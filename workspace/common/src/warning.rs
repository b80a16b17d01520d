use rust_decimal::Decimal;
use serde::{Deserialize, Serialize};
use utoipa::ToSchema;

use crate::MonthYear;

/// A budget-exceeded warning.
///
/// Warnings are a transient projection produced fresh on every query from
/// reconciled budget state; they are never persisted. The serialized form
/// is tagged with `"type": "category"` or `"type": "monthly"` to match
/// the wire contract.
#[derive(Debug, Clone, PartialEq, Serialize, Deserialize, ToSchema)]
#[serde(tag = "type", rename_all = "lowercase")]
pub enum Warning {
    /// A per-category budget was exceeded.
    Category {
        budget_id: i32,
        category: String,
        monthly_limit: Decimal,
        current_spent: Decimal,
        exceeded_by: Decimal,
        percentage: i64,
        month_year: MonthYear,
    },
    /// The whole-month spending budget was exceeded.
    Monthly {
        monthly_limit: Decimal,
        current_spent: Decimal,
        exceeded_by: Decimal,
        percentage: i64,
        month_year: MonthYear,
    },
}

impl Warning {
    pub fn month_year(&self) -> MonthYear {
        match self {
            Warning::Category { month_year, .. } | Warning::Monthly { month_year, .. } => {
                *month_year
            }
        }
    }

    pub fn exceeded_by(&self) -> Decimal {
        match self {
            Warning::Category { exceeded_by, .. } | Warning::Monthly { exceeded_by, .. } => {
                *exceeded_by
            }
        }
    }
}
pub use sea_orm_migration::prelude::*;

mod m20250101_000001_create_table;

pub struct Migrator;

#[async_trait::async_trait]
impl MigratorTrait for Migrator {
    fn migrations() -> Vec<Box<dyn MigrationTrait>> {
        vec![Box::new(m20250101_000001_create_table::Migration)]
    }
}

* * *

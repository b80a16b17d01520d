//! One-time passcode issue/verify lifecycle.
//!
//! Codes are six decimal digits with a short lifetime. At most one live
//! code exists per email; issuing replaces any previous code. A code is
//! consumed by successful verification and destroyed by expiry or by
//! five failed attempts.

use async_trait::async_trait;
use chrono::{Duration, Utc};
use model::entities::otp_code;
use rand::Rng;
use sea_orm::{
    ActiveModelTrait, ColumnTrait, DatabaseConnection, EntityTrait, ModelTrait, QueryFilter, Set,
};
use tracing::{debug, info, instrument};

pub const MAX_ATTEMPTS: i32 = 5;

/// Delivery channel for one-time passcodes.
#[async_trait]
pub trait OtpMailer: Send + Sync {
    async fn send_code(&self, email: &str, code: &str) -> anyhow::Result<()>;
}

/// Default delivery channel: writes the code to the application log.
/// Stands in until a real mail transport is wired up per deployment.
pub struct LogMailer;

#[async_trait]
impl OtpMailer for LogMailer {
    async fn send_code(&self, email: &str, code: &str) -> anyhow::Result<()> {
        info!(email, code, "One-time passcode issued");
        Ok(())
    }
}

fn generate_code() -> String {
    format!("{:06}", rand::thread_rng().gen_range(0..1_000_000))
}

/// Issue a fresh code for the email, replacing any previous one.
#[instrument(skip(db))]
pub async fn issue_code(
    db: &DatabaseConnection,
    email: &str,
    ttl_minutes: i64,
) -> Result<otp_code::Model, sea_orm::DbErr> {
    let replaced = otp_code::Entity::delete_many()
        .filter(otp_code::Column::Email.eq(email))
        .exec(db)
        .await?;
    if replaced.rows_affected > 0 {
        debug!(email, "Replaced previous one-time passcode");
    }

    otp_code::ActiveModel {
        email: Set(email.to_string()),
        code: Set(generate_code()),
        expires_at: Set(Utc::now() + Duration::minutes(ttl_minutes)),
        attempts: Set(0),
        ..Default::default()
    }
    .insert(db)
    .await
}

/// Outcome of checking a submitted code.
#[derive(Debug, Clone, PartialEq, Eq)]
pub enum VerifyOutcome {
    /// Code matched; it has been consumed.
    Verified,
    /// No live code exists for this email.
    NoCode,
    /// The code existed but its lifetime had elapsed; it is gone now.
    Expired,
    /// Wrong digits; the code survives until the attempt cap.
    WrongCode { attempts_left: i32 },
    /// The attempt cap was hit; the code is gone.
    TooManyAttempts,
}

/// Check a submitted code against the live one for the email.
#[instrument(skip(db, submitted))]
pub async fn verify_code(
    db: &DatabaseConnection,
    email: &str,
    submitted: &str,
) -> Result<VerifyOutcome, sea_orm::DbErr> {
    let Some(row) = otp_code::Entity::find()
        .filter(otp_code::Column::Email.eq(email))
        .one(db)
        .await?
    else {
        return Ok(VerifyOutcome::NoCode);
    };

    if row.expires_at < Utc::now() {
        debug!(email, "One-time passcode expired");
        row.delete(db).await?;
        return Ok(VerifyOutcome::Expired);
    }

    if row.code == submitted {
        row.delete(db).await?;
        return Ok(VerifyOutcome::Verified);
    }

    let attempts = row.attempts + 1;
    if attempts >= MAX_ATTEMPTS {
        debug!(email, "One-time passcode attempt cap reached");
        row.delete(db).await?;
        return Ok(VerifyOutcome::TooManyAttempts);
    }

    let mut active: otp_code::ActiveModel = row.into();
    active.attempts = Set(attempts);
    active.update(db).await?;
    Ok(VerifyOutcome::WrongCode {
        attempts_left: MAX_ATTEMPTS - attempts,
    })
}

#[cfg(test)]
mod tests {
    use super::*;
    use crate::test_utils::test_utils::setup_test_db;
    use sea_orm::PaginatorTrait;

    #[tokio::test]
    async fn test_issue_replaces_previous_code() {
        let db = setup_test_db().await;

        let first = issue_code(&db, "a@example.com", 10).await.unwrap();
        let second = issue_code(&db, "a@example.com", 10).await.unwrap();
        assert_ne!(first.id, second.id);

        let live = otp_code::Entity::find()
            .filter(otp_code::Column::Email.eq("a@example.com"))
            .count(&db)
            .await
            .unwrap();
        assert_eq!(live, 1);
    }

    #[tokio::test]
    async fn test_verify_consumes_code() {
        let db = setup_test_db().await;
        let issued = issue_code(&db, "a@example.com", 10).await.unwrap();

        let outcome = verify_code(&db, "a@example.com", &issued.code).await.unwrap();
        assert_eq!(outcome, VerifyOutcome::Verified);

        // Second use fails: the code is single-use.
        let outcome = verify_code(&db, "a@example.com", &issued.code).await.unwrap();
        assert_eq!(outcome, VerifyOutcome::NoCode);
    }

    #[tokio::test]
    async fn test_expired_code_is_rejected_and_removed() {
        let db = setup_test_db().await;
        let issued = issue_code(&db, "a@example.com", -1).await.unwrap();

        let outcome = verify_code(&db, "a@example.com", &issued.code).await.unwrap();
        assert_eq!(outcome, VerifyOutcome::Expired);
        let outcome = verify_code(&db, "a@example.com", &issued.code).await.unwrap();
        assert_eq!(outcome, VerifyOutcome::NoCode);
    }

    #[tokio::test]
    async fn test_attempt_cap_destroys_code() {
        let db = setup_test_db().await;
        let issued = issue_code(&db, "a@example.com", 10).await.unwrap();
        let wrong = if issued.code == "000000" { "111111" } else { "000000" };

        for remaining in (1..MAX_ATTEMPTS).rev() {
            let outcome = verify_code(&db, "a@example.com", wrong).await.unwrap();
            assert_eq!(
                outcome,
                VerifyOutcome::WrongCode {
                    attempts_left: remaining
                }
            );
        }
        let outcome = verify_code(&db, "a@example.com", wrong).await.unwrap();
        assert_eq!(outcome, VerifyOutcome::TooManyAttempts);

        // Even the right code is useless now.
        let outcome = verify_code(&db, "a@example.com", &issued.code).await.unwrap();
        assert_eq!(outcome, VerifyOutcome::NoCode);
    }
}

...

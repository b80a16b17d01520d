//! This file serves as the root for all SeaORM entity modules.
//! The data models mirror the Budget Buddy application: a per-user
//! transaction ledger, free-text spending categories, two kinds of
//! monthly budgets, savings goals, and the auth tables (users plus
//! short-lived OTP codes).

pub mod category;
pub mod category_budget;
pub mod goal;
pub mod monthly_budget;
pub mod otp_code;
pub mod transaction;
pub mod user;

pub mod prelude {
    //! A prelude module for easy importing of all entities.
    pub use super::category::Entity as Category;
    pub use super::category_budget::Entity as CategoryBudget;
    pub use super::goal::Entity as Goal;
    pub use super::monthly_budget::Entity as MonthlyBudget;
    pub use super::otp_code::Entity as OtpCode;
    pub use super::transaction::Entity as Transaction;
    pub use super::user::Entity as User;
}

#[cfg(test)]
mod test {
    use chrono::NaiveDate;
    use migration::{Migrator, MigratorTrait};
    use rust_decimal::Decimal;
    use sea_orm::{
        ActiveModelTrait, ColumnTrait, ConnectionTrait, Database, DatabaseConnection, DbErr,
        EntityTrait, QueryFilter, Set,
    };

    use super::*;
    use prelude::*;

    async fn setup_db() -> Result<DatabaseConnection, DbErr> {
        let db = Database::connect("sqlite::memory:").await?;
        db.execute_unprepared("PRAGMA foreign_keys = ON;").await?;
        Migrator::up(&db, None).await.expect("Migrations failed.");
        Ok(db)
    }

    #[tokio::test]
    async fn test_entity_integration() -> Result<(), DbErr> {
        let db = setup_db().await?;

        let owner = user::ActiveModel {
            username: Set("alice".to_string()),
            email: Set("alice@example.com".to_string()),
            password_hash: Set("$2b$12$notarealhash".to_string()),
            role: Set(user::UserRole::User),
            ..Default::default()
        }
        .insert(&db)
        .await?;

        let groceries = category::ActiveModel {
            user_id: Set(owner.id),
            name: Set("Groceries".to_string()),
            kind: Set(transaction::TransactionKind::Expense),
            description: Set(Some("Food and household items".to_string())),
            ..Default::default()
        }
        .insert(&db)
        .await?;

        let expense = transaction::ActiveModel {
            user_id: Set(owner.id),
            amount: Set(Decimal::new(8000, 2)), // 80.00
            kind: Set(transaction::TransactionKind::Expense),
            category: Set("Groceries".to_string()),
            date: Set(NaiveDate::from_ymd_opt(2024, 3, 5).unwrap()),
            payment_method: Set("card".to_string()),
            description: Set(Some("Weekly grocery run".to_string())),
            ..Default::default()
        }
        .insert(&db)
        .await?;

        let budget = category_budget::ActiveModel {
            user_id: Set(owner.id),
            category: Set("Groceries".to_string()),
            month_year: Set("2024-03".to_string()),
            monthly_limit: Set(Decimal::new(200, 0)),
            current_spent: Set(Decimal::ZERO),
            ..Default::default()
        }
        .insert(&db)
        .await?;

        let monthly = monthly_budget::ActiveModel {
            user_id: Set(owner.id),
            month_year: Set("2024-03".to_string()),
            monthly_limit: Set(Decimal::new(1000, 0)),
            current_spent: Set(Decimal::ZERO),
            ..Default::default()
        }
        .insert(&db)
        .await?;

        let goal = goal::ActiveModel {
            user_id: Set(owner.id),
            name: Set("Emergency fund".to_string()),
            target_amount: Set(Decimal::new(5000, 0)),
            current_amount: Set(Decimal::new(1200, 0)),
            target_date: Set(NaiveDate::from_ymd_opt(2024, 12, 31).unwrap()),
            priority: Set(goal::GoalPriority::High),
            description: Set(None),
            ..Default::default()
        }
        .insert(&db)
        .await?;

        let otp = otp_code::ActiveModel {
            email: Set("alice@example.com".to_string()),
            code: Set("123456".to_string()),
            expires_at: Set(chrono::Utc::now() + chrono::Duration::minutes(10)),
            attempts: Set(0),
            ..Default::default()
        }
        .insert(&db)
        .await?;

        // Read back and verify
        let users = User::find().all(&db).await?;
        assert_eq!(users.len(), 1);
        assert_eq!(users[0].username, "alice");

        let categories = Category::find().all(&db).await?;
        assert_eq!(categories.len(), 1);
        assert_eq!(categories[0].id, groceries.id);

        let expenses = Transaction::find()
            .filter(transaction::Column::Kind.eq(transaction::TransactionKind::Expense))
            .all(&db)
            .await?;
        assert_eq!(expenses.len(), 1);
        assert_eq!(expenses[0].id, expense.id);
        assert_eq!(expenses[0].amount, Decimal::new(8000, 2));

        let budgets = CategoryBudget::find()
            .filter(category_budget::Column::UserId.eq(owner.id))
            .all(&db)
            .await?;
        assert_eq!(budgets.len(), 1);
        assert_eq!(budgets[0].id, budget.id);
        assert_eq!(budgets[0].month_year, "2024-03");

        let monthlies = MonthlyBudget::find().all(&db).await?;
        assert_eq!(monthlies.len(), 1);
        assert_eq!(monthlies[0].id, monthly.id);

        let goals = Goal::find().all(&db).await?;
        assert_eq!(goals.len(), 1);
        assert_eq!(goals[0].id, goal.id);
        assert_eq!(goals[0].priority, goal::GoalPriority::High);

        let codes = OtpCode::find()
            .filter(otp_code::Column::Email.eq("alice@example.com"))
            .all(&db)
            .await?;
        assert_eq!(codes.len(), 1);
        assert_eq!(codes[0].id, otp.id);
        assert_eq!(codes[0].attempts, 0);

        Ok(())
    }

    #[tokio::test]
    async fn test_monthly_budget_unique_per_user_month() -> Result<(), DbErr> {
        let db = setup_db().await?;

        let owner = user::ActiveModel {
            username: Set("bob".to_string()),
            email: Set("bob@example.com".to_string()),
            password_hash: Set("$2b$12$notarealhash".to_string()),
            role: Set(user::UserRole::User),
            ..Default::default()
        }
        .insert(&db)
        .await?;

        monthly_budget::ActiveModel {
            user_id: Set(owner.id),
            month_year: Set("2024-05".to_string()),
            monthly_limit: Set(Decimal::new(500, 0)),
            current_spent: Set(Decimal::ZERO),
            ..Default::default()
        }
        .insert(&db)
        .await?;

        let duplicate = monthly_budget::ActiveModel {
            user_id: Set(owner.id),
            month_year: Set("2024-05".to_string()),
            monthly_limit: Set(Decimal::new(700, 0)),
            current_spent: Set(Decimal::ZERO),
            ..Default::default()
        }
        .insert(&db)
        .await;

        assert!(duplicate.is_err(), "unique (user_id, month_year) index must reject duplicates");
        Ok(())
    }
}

# EXERCISE DETAILS:
Pull from the data each line where the string "consumed" turns up.

# WRITTEN ANSWER:
//! consumed by successful verification and destroyed by expiry or by
    /// Code matched; it has been consumed.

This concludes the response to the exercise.